DESCRIPTION OF THE TASK
In the data below, find every line with the string "https" and pull it out.

Dataset records
BEGIN
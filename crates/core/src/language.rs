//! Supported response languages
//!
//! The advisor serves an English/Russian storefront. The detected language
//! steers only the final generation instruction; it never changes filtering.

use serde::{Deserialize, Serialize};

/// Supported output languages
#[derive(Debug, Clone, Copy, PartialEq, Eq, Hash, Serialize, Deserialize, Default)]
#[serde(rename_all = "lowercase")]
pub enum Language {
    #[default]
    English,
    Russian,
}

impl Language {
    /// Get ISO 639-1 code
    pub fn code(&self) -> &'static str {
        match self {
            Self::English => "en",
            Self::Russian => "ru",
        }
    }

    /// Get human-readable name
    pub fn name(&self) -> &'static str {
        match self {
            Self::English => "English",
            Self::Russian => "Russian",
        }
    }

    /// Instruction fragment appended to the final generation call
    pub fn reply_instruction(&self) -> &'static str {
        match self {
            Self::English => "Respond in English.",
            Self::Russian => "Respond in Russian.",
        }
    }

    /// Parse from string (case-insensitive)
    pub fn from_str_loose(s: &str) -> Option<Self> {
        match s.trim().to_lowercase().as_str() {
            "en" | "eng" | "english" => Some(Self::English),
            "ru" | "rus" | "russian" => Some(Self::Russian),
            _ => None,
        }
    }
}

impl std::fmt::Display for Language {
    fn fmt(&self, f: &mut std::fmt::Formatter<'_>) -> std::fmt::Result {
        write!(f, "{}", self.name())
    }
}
END
BEGIN
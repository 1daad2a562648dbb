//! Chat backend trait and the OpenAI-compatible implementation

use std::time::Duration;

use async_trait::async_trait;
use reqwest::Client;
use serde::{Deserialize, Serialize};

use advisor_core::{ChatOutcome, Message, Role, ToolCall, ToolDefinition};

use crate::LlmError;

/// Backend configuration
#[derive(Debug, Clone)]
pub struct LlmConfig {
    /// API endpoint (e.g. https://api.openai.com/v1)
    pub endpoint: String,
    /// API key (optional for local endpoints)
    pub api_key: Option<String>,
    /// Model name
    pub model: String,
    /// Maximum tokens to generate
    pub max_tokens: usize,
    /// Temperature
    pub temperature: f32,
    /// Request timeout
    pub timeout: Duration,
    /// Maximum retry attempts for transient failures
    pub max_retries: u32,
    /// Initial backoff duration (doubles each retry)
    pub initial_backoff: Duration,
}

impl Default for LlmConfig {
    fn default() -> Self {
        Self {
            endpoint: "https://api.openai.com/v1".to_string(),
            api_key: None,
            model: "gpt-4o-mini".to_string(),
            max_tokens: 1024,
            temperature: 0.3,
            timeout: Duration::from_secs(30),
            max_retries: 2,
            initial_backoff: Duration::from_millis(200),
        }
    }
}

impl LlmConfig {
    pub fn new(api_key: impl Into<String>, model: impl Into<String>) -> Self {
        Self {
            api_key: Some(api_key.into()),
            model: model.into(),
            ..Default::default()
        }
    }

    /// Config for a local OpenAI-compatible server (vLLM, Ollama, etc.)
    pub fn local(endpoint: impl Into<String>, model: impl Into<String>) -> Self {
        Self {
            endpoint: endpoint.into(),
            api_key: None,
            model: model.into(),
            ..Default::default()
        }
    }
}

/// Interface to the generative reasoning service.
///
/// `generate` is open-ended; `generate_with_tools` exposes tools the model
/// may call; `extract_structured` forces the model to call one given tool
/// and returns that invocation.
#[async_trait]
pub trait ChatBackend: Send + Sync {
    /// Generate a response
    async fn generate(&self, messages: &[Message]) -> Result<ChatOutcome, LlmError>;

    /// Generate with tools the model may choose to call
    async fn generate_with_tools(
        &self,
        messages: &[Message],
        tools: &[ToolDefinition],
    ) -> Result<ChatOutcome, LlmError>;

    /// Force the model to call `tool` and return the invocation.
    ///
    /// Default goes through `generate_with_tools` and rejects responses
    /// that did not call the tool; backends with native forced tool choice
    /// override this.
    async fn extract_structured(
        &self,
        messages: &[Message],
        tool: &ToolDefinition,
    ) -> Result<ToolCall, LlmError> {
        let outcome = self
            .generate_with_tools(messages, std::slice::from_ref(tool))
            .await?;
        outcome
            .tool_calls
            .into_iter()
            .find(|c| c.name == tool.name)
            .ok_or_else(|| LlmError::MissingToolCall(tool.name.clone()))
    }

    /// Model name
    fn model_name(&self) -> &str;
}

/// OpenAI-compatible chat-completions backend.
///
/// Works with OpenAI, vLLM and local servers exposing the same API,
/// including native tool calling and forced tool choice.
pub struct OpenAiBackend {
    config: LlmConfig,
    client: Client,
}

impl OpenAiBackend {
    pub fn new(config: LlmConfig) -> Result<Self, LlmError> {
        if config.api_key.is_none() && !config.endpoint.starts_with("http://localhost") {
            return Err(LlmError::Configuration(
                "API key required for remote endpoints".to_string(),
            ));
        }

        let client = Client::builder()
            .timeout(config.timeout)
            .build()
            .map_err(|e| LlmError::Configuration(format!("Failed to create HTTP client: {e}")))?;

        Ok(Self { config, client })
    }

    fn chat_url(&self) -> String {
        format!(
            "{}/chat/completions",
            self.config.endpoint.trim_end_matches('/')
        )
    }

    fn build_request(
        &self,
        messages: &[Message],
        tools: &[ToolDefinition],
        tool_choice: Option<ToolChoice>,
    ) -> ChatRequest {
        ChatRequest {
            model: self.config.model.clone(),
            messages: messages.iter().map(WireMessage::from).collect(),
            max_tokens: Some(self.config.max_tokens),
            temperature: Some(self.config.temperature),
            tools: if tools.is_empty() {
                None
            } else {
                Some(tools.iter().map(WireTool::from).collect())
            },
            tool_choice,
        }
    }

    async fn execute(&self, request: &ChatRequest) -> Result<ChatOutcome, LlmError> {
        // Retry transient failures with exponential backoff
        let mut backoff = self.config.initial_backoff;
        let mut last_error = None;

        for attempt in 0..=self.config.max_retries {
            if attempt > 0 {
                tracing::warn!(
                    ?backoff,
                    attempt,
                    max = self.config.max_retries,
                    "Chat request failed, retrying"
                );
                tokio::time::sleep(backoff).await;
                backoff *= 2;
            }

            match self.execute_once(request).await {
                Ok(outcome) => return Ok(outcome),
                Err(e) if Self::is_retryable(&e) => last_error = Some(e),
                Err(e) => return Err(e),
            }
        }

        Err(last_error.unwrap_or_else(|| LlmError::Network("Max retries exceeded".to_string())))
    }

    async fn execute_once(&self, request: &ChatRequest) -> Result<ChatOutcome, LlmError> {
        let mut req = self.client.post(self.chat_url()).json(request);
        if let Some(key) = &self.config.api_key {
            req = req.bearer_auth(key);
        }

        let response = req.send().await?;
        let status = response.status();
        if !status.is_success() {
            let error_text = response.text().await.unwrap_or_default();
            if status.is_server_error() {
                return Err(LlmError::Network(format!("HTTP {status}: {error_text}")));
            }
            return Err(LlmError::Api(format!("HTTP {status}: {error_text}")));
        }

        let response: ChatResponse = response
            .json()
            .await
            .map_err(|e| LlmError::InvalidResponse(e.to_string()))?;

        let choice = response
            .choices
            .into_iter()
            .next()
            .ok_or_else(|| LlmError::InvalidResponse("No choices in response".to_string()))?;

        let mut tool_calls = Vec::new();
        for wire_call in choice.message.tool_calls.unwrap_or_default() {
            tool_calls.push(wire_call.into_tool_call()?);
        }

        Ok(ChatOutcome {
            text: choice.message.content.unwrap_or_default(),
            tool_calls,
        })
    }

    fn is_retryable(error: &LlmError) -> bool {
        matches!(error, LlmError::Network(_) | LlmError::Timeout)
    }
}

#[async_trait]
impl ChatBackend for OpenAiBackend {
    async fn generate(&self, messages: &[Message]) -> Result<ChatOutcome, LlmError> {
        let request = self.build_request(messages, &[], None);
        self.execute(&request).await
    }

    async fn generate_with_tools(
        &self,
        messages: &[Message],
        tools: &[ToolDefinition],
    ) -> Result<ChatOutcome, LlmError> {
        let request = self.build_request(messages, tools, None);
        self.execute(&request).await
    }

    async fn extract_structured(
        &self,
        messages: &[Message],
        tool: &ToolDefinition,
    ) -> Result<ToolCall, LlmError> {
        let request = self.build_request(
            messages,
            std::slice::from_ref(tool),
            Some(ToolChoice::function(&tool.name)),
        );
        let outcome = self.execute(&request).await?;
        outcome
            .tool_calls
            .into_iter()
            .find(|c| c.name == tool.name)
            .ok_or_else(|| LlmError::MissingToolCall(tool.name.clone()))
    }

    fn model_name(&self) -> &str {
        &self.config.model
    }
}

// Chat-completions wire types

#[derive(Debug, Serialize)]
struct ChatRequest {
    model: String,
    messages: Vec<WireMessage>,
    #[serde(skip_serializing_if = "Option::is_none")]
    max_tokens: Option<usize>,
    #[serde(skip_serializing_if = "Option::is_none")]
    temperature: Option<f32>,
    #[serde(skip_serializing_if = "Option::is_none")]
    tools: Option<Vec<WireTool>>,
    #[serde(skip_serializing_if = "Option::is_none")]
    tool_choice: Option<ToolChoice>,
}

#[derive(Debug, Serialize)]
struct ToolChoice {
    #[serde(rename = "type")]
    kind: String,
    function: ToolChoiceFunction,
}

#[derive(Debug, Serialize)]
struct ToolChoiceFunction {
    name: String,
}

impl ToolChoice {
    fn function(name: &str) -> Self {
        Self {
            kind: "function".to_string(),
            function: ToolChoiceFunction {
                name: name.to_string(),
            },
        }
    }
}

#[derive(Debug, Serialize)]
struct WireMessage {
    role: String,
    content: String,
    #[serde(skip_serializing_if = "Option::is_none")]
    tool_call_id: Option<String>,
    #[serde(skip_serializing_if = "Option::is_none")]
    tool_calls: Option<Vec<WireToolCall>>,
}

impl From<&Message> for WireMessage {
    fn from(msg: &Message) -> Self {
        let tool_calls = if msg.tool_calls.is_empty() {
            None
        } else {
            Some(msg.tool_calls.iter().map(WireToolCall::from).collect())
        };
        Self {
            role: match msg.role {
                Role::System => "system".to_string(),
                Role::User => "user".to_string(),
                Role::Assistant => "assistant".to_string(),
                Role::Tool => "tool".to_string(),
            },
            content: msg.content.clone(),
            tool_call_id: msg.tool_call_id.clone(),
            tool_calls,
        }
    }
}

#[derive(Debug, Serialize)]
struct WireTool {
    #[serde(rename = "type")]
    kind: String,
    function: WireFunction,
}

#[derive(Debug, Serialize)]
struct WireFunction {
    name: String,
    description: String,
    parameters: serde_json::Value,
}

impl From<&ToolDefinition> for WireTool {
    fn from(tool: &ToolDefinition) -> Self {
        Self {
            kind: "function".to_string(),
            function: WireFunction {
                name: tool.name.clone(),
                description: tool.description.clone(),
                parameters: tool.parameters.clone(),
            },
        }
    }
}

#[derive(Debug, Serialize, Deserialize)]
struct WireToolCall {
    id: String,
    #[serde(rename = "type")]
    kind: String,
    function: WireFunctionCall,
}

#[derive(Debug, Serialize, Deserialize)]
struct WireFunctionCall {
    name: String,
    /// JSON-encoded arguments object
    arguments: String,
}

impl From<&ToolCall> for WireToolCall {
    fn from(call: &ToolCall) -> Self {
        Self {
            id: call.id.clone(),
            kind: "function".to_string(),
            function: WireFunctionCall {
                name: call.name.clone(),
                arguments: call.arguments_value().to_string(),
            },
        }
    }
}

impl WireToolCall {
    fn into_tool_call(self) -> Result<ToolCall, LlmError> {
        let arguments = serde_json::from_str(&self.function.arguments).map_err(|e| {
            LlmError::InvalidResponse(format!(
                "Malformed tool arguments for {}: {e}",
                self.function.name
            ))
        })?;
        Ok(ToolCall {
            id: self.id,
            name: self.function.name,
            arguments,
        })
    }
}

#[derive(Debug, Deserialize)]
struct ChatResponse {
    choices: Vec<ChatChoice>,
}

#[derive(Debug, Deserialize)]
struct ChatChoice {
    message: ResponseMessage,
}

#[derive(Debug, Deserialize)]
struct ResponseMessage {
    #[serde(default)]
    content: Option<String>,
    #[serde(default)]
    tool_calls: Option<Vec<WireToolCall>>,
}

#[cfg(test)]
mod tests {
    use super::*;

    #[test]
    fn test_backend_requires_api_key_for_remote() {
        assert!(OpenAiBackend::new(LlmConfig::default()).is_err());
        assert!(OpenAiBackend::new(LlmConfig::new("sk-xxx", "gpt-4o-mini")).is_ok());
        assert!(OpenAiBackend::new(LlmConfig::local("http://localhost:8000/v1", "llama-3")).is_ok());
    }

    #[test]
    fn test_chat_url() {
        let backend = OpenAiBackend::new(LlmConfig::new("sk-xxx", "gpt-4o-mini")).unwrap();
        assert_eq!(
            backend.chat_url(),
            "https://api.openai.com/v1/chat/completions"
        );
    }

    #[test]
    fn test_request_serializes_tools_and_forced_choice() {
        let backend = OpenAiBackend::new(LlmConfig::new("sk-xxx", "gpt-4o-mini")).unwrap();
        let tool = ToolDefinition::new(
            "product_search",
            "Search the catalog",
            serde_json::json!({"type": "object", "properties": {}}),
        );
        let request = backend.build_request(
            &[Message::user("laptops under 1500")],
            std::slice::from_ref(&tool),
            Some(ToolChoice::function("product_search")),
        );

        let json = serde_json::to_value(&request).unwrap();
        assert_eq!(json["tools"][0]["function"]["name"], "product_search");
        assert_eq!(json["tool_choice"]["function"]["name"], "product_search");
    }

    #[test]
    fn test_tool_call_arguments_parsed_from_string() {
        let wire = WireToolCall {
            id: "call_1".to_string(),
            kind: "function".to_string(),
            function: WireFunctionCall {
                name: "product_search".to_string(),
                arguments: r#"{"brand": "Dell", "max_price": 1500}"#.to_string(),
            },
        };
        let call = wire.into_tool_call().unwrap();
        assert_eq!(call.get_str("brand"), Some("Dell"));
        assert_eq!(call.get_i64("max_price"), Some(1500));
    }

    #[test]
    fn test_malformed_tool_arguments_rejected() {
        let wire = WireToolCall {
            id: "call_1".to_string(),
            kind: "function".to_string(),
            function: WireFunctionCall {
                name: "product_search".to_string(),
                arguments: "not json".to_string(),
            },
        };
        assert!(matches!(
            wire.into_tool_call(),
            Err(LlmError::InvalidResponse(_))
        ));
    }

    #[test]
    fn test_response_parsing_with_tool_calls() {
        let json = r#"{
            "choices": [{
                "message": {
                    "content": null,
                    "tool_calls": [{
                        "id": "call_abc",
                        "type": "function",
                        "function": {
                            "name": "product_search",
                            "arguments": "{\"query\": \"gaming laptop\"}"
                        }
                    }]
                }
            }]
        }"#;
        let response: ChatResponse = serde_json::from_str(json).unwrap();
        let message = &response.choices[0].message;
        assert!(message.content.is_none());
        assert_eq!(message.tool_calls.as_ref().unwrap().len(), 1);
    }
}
END
EXERCISE OUTPUT
    /// API endpoint (e.g. https://api.openai.com/v1)
            endpoint: "https://api.openai.com/v1".to_string(),
            "https://api.openai.com/v1/chat/completions"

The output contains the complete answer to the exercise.